What Is a Millennial and How Do You Manage Them?

Managing Millennials 

Management Training Series #3

What is a Millennial?

The term “Millennial” simply refers to someone born between 1983 and 2002, or those under age 35. William Strauss and Neil Howe coined the term in their 1991 book Generations as way to describe the generation that would come of age around the turn of the millennium.

This demographic has also been known as “Generation Y”. 

Millennials grew up with an ever-increasing amount of technology at their fingertips and can’t recall a world without cell phones or daily Internet access. They are constantly connected through social media and smart phones.

Characteristics of Millennials in the workplace: 

Why are Millennials important?

Millennials are the generation to focus your recruiting efforts on. 

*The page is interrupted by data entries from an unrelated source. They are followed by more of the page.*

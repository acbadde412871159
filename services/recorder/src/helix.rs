//! HTTP client for the remote status, identity and token endpoints.
//!
//! Every call carries the client identifier header; status and identity calls
//! also carry the bearer credential. Responses are classified into
//! [`ApiError`] variants so callers can tell an expired credential apart from
//! a transient network failure.

use crate::config::ApiConfig;
use async_trait::async_trait;
use chrono::{DateTime, Utc};
use reqwest::{Client, Response, StatusCode};
use serde::Deserialize;
use std::time::Duration;
use thiserror::Error;
use tracing::{debug, instrument};

const CLIENT_ID_HEADER: &str = "Client-ID";

/// Errors returned by remote API calls.
#[derive(Debug, Error)]
pub enum ApiError {
    #[error("Access token rejected (401)")]
    Unauthorized,

    #[error("Resource not found: {0}")]
    NotFound(String),

    #[error("Unexpected status {status}: {body}")]
    Status { status: u16, body: String },

    #[error("Request failed: {0}")]
    Transport(#[from] reqwest::Error),

    #[error("Malformed response: {0}")]
    Decode(String),
}

impl ApiError {
    /// Whether the failure is worth retrying on a later cycle.
    pub fn is_transient(&self) -> bool {
        match self {
            ApiError::Transport(e) => e.is_timeout() || e.is_connect() || e.is_request(),
            ApiError::Status { status, .. } => *status >= 500 || *status == 429,
            ApiError::Unauthorized | ApiError::NotFound(_) | ApiError::Decode(_) => false,
        }
    }
}

/// A watched account currently streaming.
#[derive(Debug, Clone, PartialEq, Eq)]
pub struct LiveStream {
    /// Canonical account ID
    pub user_id: String,
    /// Login name used to address the channel
    pub user_login: String,
    /// Display name
    pub user_name: String,
    /// Remote stream session ID
    pub stream_id: String,
    /// Stream title
    pub title: String,
    /// When the remote session started
    pub started_at: DateTime<Utc>,
}

/// Bearer credential returned by the token endpoint.
#[derive(Debug, Clone, PartialEq, Eq)]
pub struct AccessToken {
    pub value: String,
    pub expires_in: Option<Duration>,
}

#[derive(Debug, Deserialize)]
struct DataResponse<T> {
    #[serde(default = "Vec::new")]
    data: Vec<T>,
}

#[derive(Debug, Deserialize)]
struct StreamData {
    id: String,
    user_id: String,
    #[serde(default)]
    user_login: String,
    user_name: String,
    #[serde(default)]
    title: String,
    started_at: DateTime<Utc>,
}

#[derive(Debug, Deserialize)]
struct UserData {
    id: String,
}

#[derive(Debug, Deserialize)]
struct TokenResponse {
    access_token: String,
    #[serde(default)]
    expires_in: Option<u64>,
}

impl From<StreamData> for LiveStream {
    fn from(s: StreamData) -> Self {
        let user_login = if s.user_login.is_empty() {
            s.user_name.to_lowercase()
        } else {
            s.user_login
        };

        Self {
            user_id: s.user_id,
            user_login,
            user_name: s.user_name,
            stream_id: s.id,
            title: s.title,
            started_at: s.started_at,
        }
    }
}

/// Status and identity lookups.
#[cfg_attr(test, mockall::automock)]
#[async_trait]
pub trait StreamsApi: Send + Sync {
    /// Query live status for a batch of canonical IDs in one call.
    async fn live_streams(&self, user_ids: &[String], token: &str)
        -> Result<Vec<LiveStream>, ApiError>;

    /// Look up the canonical ID for a login name; `None` if no such account.
    async fn user_id_by_login(&self, login: &str, token: &str)
        -> Result<Option<String>, ApiError>;
}

/// Client-credentials token acquisition.
#[cfg_attr(test, mockall::automock)]
#[async_trait]
pub trait TokenSource: Send + Sync {
    async fn fetch_token(&self) -> Result<AccessToken, ApiError>;
}

/// reqwest-backed client for the remote API.
#[derive(Debug, Clone)]
pub struct HelixClient {
    http: Client,
    client_id: String,
    client_secret: String,
    api_base_url: String,
    token_url: String,
    token_timeout: Duration,
}

impl HelixClient {
    /// Create a new client from API configuration.
    pub fn new(config: &ApiConfig) -> Result<Self, ApiError> {
        let http = Client::builder()
            .timeout(config.request_timeout())
            .user_agent(concat!("live-recorder/", env!("CARGO_PKG_VERSION")))
            .build()?;

        Ok(Self {
            http,
            client_id: config.client_id.clone(),
            client_secret: config.client_secret.clone(),
            api_base_url: config.api_base_url.trim_end_matches('/').to_string(),
            token_url: config.token_url.clone(),
            token_timeout: config.token_timeout(),
        })
    }

    fn endpoint(&self, path: &str) -> String {
        format!("{}/{}", self.api_base_url, path)
    }
}

/// Map non-2xx responses onto [`ApiError`].
async fn check_status(response: Response) -> Result<Response, ApiError> {
    let status = response.status();

    if status.is_success() {
        return Ok(response);
    }
    if status == StatusCode::UNAUTHORIZED {
        return Err(ApiError::Unauthorized);
    }

    let body = response.text().await.unwrap_or_default();
    if status == StatusCode::NOT_FOUND {
        return Err(ApiError::NotFound(body));
    }

    Err(ApiError::Status {
        status: status.as_u16(),
        body,
    })
}

fn decode<T: serde::de::DeserializeOwned>(bytes: &[u8]) -> Result<T, ApiError> {
    serde_json::from_slice(bytes).map_err(|e| ApiError::Decode(e.to_string()))
}

#[async_trait]
impl StreamsApi for HelixClient {
    #[instrument(skip(self, token), fields(batch = user_ids.len()))]
    async fn live_streams(
        &self,
        user_ids: &[String],
        token: &str,
    ) -> Result<Vec<LiveStream>, ApiError> {
        if user_ids.is_empty() {
            return Ok(Vec::new());
        }

        let first = user_ids.len().to_string();
        let mut query: Vec<(&str, &str)> = user_ids.iter().map(|id| ("user_id", id.as_str())).collect();
        query.push(("first", first.as_str()));

        let response = self
            .http
            .get(self.endpoint("streams"))
            .header(CLIENT_ID_HEADER, &self.client_id)
            .bearer_auth(token)
            .query(&query)
            .send()
            .await?;

        let bytes = check_status(response).await?.bytes().await?;
        let body: DataResponse<StreamData> = decode(&bytes)?;

        debug!(live = body.data.len(), "Status query completed");

        Ok(body.data.into_iter().map(LiveStream::from).collect())
    }

    #[instrument(skip(self, token))]
    async fn user_id_by_login(&self, login: &str, token: &str) -> Result<Option<String>, ApiError> {
        let response = self
            .http
            .get(self.endpoint("users"))
            .header(CLIENT_ID_HEADER, &self.client_id)
            .bearer_auth(token)
            .query(&[("login", login)])
            .send()
            .await?;

        let response = match check_status(response).await {
            Ok(response) => response,
            Err(ApiError::NotFound(_)) => return Ok(None),
            Err(e) => return Err(e),
        };

        let bytes = response.bytes().await?;
        let body: DataResponse<UserData> = decode(&bytes)?;

        Ok(body.data.into_iter().next().map(|u| u.id))
    }
}

#[async_trait]
impl TokenSource for HelixClient {
    #[instrument(skip(self))]
    async fn fetch_token(&self) -> Result<AccessToken, ApiError> {
        let response = self
            .http
            .post(&self.token_url)
            .header(CLIENT_ID_HEADER, &self.client_id)
            .timeout(self.token_timeout)
            .query(&[
                ("client_id", self.client_id.as_str()),
                ("client_secret", self.client_secret.as_str()),
                ("grant_type", "client_credentials"),
            ])
            .send()
            .await?;

        let bytes = check_status(response).await?.bytes().await?;
        let body: TokenResponse = decode(&bytes)?;

        if body.access_token.is_empty() {
            return Err(ApiError::Decode("empty access_token".to_string()));
        }

        Ok(AccessToken {
            value: body.access_token,
            expires_in: body.expires_in.map(Duration::from_secs),
        })
    }
}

Differences between Baby Boomers and Millennials

Baby Boomers are likely to be the business owner or manager. Members of this generation were born immediately following World War II, from 1946 through 1963. They question authority but are driven and career-focused. Personal fulfillment is a big motivator for them.  

 

Millennials are truly the work force of today and the future. The vast majority of employees you will hire from now on will likely be Millennials. Because they have been raised in different socio-economic times and under very different parenting techniques than the Baby Boomers, they a have different outlook on life and different motivations for their careers.

How to manage Millennials

Because Millennials are the most important workers to attract and retain, consider the following tips to manage them: 

  • They require more interactions and feedback from their mentors. They feel unwanted when they have to wait six months to a year to get a pay raise or some type of performance evaluation.
  • They are accustomed to earning advancements through achievements NOT time frames. This is where the “entitlement” label comes from. However, you can motivate them by setting advancement goals for them to achieve and offering valued rewards. 
  • They expect to use technology in business operations, and they can probably help you figure out how to optimize it for your business. Lean on them for technical advice. 
  • Because so much of their social life has taken place online, consider offering both online and in-person training. Unlike older generations, Millennials will get just as much from an online training course as an in person course. 
  • Use terms “coach” and “mentor” rather than “manager” or “boss.”   
  • Communicate and live your company values.

About the Author: 
Aaron Schuh founded Opportunity Interactive in 1998 and serves as CEO & President. He is a SPHR (Senior Professional in Human Resources) and SHRM-SCP (Senior Certified Professional) in the HR field. Aaron has conducted countless seminars on employee management and recruitment, driving profitable growth for his clients’ businesses. 

About Opportunity Interactive: 
Opportunity Interactive is an authorized training provider for International Comfort Products. 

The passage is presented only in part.